TRUE CRIMEDe monstres à super-héros, comment les tueurs en série sont devenus cool

De monstres à super-héros, comment les tueurs en série sont devenus cool

TRUE CRIMELe documentaire « Serial killer, Autopsie d’une fascination », diffusé ce vendredi sur France 5, montre comment le cinéma a permis d’ériger les tueurs en série en véritables héros
Evan Peters dans « Dahmer » sur Netflix.
Evan Peters dans « Dahmer » sur Netflix.  - NETFLIX / NETFLIX
Laure Beaudonnet

Laure Beaudonnet

L'essentiel

  • Serial killer, Autopsie d’une fascination, de Céline Chassé et Paul Sanfourche, est diffusé ce vendredi à 21 heures sur France 5.
  • De nombreux spécialistes des faits divers reviennent sur la glamourisation des meurtriers.
  • Ted Bundy, Ed Kemper, Michel Fourniret, Charles Sobhraj… Comment sont-ils devenus populaires au point d’inonder les œuvres cinématographiques et littéraires ?

«Tout le monde adore la peur pour le plaisir », sourit Alfred Hitchcock dans une archive diffusée dans Serial killer, Autopsie d’une fascination, ce vendredi sur France 5. Que celui qui n’a jamais succombé au plaisir coupable de se détendre devant « Faites entrer l’accusé » ou une série noire ambiance You, Dexter, Mindhunter ou The Fall, jette la première goutte de sang.

Avec le succès grandissant des true crimes – des documentaires criminels racontés façon polar-, les tueurs en série inondent littéralement la culture populaire.
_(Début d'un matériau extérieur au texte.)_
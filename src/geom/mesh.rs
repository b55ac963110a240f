//! Polygon mesh primitive.

use std::mem::size_of;

use crate::core::object::{self, object_accessors};
use crate::core::{
    CopyContext, LoadContext, MemoryAccumulator, Object, ObjectPtr, ObjectType, SaveContext,
    TypeDescription, TypeId, PRIMITIVE,
};
use crate::data::V3fVectorData;
use crate::hash::MurmurHash;
use crate::render::{Renderer, VisibleRenderable};
use crate::util::{Box3f, Error, Result, Vec3};

use super::{Interpolation, Primitive, PrimitiveBase, PrimitiveVariable};

pub static MESH_PRIMITIVE: TypeDescription =
    TypeDescription::new(TypeId::MESH_PRIMITIVE, "MeshPrimitive", Some(&PRIMITIVE));

const IO_VERSION: u32 = 0;
const VERTICES_PER_FACE_ENTRY: &str = "verticesPerFace";
const VERTEX_IDS_ENTRY: &str = "vertexIds";
const NUM_VERTICES_ENTRY: &str = "numVertices";
const INTERPOLATION_ENTRY: &str = "interpolation";

/// Subdivision scheme used when no other is given.
pub const LINEAR_INTERPOLATION: &str = "linear";

/// Faces described by per-face vertex counts and a flat list of vertex ids.
#[derive(Debug)]
pub struct MeshPrimitive {
    base: PrimitiveBase,
    vertices_per_face: Vec<i32>,
    vertex_ids: Vec<i32>,
    num_vertices: usize,
    interpolation: String,
}

impl Default for MeshPrimitive {
    fn default() -> Self {
        Self {
            base: PrimitiveBase::default(),
            vertices_per_face: Vec::new(),
            vertex_ids: Vec::new(),
            num_vertices: 0,
            interpolation: LINEAR_INTERPOLATION.to_string(),
        }
    }
}

impl MeshPrimitive {
    pub fn new(vertices_per_face: Vec<i32>, vertex_ids: Vec<i32>, interpolation: &str) -> Result<Self> {
        let mut mesh = Self::default();
        mesh.set_topology(vertices_per_face, vertex_ids, interpolation)?;
        Ok(mesh)
    }

    /// Six-faced box covering `b`, with `P` set.
    pub fn create_box(b: Box3f) -> Self {
        let (lo, hi) = (b.min, b.max);
        let points = vec![
            Vec3::new(lo.x, lo.y, lo.z),
            Vec3::new(hi.x, lo.y, lo.z),
            Vec3::new(hi.x, hi.y, lo.z),
            Vec3::new(lo.x, hi.y, lo.z),
            Vec3::new(lo.x, lo.y, hi.z),
            Vec3::new(hi.x, lo.y, hi.z),
            Vec3::new(hi.x, hi.y, hi.z),
            Vec3::new(lo.x, hi.y, hi.z),
        ];
        let vertex_ids = vec![
            3, 2, 1, 0, // -z
            4, 5, 6, 7, // +z
            0, 1, 5, 4, // -y
            2, 3, 7, 6, // +y
            1, 2, 6, 5, // +x
            0, 4, 7, 3, // -x
        ];
        let mut mesh = Self {
            vertices_per_face: vec![4; 6],
            vertex_ids,
            num_vertices: points.len(),
            ..Self::default()
        };
        mesh.base.variables.insert(
            "P".to_string(),
            PrimitiveVariable::new(Interpolation::Vertex, ObjectPtr::new(V3fVectorData::new(points))),
        );
        mesh
    }

    /// Replace the topology.
    ///
    /// Faces need at least three vertices, ids must be non-negative and the
    /// face counts must add up to the number of ids. The vertex count
    /// becomes the highest id plus one.
    pub fn set_topology(&mut self, vertices_per_face: Vec<i32>, vertex_ids: Vec<i32>, interpolation: &str) -> Result<()> {
        let mut total = 0usize;
        for &n in &vertices_per_face {
            if n < 3 {
                return Err(Error::argument(format!("face with {n} vertices, at least 3 required")));
            }
            total += n as usize;
        }
        if total != vertex_ids.len() {
            return Err(Error::argument(format!(
                "face vertex counts sum to {total} but {} vertex ids given",
                vertex_ids.len()
            )));
        }
        let mut num_vertices = 0usize;
        for &id in &vertex_ids {
            if id < 0 {
                return Err(Error::argument(format!("negative vertex id {id}")));
            }
            num_vertices = num_vertices.max(id as usize + 1);
        }

        self.vertices_per_face = vertices_per_face;
        self.vertex_ids = vertex_ids;
        self.num_vertices = num_vertices;
        self.interpolation = interpolation.to_string();
        Ok(())
    }

    pub fn vertices_per_face(&self) -> &[i32] {
        &self.vertices_per_face
    }

    pub fn vertex_ids(&self) -> &[i32] {
        &self.vertex_ids
    }

    pub fn num_faces(&self) -> usize {
        self.vertices_per_face.len()
    }

    pub fn num_vertices(&self) -> usize {
        self.num_vertices
    }

    pub fn interpolation(&self) -> &str {
        &self.interpolation
    }

    pub fn set_interpolation(&mut self, interpolation: &str) {
        self.interpolation = interpolation.to_string();
    }
}

impl VisibleRenderable for MeshPrimitive {
    fn render(&self, renderer: &mut dyn Renderer) -> Result<()> {
        renderer.mesh(&self.vertices_per_face, &self.vertex_ids, &self.interpolation, &self.base.variables)
    }

    fn bound(&self) -> Box3f {
        self.base.bound()
    }
}

impl Primitive for MeshPrimitive {
    fn base(&self) -> &PrimitiveBase {
        &self.base
    }

    fn base_mut(&mut self) -> &mut PrimitiveBase {
        &mut self.base
    }

    fn variable_size(&self, interpolation: Interpolation) -> usize {
        match interpolation {
            Interpolation::Invalid => 0,
            Interpolation::Constant => 1,
            Interpolation::Uniform => self.num_faces(),
            Interpolation::Vertex | Interpolation::Varying => self.num_vertices,
            Interpolation::FaceVarying => self.vertex_ids.len(),
        }
    }
}

impl Object for MeshPrimitive {
    object_accessors!(MESH_PRIMITIVE);

    fn copy_from(&mut self, other: &dyn Object, ctx: &mut CopyContext) -> Result<()> {
        let other = object::expect_type::<Self>(&MESH_PRIMITIVE, other)?;
        self.base.copy_from(&other.base, ctx)?;
        self.vertices_per_face = other.vertices_per_face.clone();
        self.vertex_ids = other.vertex_ids.clone();
        self.num_vertices = other.num_vertices;
        self.interpolation = other.interpolation.clone();
        Ok(())
    }

    fn is_equal_to(&self, other: &dyn Object) -> bool {
        object::is_equal_to(self, other)
            && other.downcast_ref::<Self>().is_some_and(|o| {
                o.num_vertices == self.num_vertices
                    && o.interpolation == self.interpolation
                    && o.vertices_per_face == self.vertices_per_face
                    && o.vertex_ids == self.vertex_ids
                    && self.base.is_equal_to(&o.base)
            })
    }

    fn hash(&self, h: &mut MurmurHash) {
        object::hash(self, h);
        self.base.hash(h);
        h.append(self.vertices_per_face.as_slice());
        h.append(self.vertex_ids.as_slice());
        h.append(&self.num_vertices);
        h.append(self.interpolation.as_str());
    }

    fn memory_usage(&self, acc: &mut MemoryAccumulator) {
        object::memory_usage(acc);
        self.base.memory_usage(acc);
        acc.accumulate(
            (self.vertices_per_face.capacity() + self.vertex_ids.capacity()) * size_of::<i32>()
                + size_of::<usize>()
                + self.interpolation.capacity(),
        );
    }

    fn save(&self, ctx: &mut SaveContext<'_>) -> Result<()> {
        self.base.save(ctx)?;
        let container = ctx.container(MESH_PRIMITIVE.name, IO_VERSION)?;
        container.write_value(VERTICES_PER_FACE_ENTRY, self.vertices_per_face.clone())?;
        container.write_value(VERTEX_IDS_ENTRY, self.vertex_ids.clone())?;
        container.write_value(NUM_VERTICES_ENTRY, self.num_vertices as u32)?;
        container.write_value(INTERPOLATION_ENTRY, self.interpolation.clone())
    }

    fn load(&mut self, ctx: &mut LoadContext<'_>) -> Result<()> {
        self.base.load(ctx)?;
        let mut version = IO_VERSION;
        let container = ctx.container(MESH_PRIMITIVE.name, &mut version)?;
        let vertices_per_face: Vec<i32> = container.read_value(VERTICES_PER_FACE_ENTRY)?;
        let vertex_ids: Vec<i32> = container.read_value(VERTEX_IDS_ENTRY)?;
        let interpolation = container.read_string(INTERPOLATION_ENTRY)?;
        self.set_topology(vertices_per_face, vertex_ids, &interpolation)?;
        // Unreferenced trailing vertices are only recorded in the stored count.
        let stored = container.read_u32(NUM_VERTICES_ENTRY)? as usize;
        self.num_vertices = self.num_vertices.max(stored);
        Ok(())
    }

    fn as_visible_renderable(&self) -> Option<&dyn VisibleRenderable> {
        Some(self)
    }

    fn as_primitive(&self) -> Option<&dyn Primitive> {
        Some(self)
    }

    fn as_primitive_mut(&mut self) -> Option<&mut dyn Primitive> {
        Some(self)
    }
}

impl ObjectType for MeshPrimitive {
    fn static_description() -> &'static TypeDescription {
        &MESH_PRIMITIVE
    }
}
Séries, documentaires, romans, bandes dessinées, les meurtriers sont partout… Mais l’obsession ne date pas du biopic Dahmer, carton stratosphérique de Netflix signé Ryan Murphy, qui affiche plus de 100 millions de visionnages à son compteur depuis sa diffusion en 2022.

Ed Gein dans « Psychose » et « Le Silence des agneaux »

Dès 1960, Psychose, le film d’horreur culte d’Alfred Hitchcock, a bouleversé les conventions de l’épouvante avec une esthétique plus crue du crime et un tueur ultra-réaliste. « Norman Bates est inspiré directement d’Ed Gein, c’est un homme timide, bien sous tout rapport, très gentil, qui vit avec sa mère dans un hôtel. Et derrière cette image d’ange assujetti à sa mère, se cache un tueur », note Joseph Agostini, psychologue et psychanalyste, dans le documentaire de France 5. Pour rappel, Ed Gein a fait trembler les Etats-Unis à la fin des années 1950 notamment pour avoir créé des vêtements, des rideaux et des abat-jour à partir de la peau de ses victimes.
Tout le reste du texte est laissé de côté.